The Register also brings up some interesting information such as the fact that two of these new hybrid 1U superservers are almost identical to a combination of their standard 2U Server box and a 2U Tesla. You can get the full lineup of SuperMicro’s GPU-enabled systems here.

The Massive Disk Arrays behind Transformers 2

Scott Farrar at ILM is the guy in charge of the special effects of next weekend’s Transformers 2, and he sits down with the San Francisco Examiner to talk about some of the VFX shots:

While the first “Transformers” spawned 14 robots, there are 46 this go around; all were created at ILM.

If all of the effects’ texture maps were printed on one-square-yard sheets, they would cover 13 football fields.

The first film took up 20 terabytes of disk space; this film takes up 145 terabytes (seven times larger). It would take 35,000 DVDs to store 145 terabytes; stacked one on top of the other without storage cases, they would be 145 feet tall.

ELSA, Teradici, and LucidLogic build a new Remote Display System

At the upcoming 17th Industrial Virtual Reality Expo at Tokyo Big-Sight (June 24-26), ELSA will be demonstrating a new External PCI-Express Remote 3D Graphic Solution. The demo uses the ELSA Vridge X100 Quad 8 PCI-Express extension system powered by Lucid’s Hydra 100 to enable high-quality 3D graphics and HD video to be streamed remotely through an IP network using Teradici’s PC-over-IP technology. In a single Vridge system you can install two NVidia Quadro fX5800’s and 2 ELSA VIXEL H200 remote host cards. Ironically, the demo will be in the SGI Japan Booth (23-14).

The goal is to create super-powered workstations that can be centrally located in single datacenter, with displays remotely provided over LAN or high-latency WAN links to users.

Google’s new massive Image Landmark Recognition

Google has released a new paper that they presented at the recent Computer Vision and Pattern Recognition (CVPR) conference in Miami, FL. Called “Tour the World: building a web-scale landmark recognition engine”, it’s about a new tool they’ve built for image pattern matching to identify images of landmarks.

Our research builds on the vast number of images on the web the ability to search those images and advances in object recognition and clustering techniques. First we generated a list of landmarks relying on two sources 40 million GPS-tagged photos from Picasa and Panoramio and online tour guide webpages. Next we found candidate images for each landmark using these sources and Google Image Search which we then “pruned” using efficient image matching and unsupervised clustering techniques. Finally we developed a highly efficient indexing system for fast image recognition.

They’re adamant that this is not a new google product, just some research, but it’s not hard to imagine this being rolled into something like Picasa in the near future.

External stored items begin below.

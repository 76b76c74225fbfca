// Headless runner: prints every service event as one JSON line until Ctrl-C

use app_lib::config;
use app_lib::{Result, ServiceManager};

#[tokio::main]
async fn main() {
    app_lib::init_logging();

    if let Err(e) = run().await {
        log::error!("{}", e);
        std::process::exit(1);
    }
}

async fn run() -> Result<()> {
    let data_dir = config::data_dir();
    let manager_config = config::load_config(&data_dir)?;
    let manager = ServiceManager::open(&data_dir, manager_config)?;
    if !config::config_path(&data_dir).exists() {
        // First run: leave an editable copy of the defaults
        manager.save_config()?;
    }

    for service in manager.list_tracked() {
        log::info!(
            "Tracking {} ({}, {})",
            service.display_name,
            service.category,
            if service.enabled { "enabled" } else { "disabled" }
        );
    }

    let mut events = manager.subscribe_events();
    manager.start_monitor();

    loop {
        tokio::select! {
            event = events.recv() => match event {
                Some(event) => println!("{}", serde_json::to_string(&event)?),
                None => break,
            },
            _ = tokio::signal::ctrl_c() => {
                log::info!("Ctrl-C received");
                break;
            }
        }
    }

    manager.shutdown().await;
    Ok(())
}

The ScienceSim Virtual World at SC09

A beta project named “ScienceSim”, aimed at building 3D technologies for visualizing 3D information on the web, will be operating a virtual world for Supercomputing09. Based on the open source package OpenSim, it’s effectively a Second-Life world for discussion of topics related to SC09.

Full instructions for connecting are available on their website.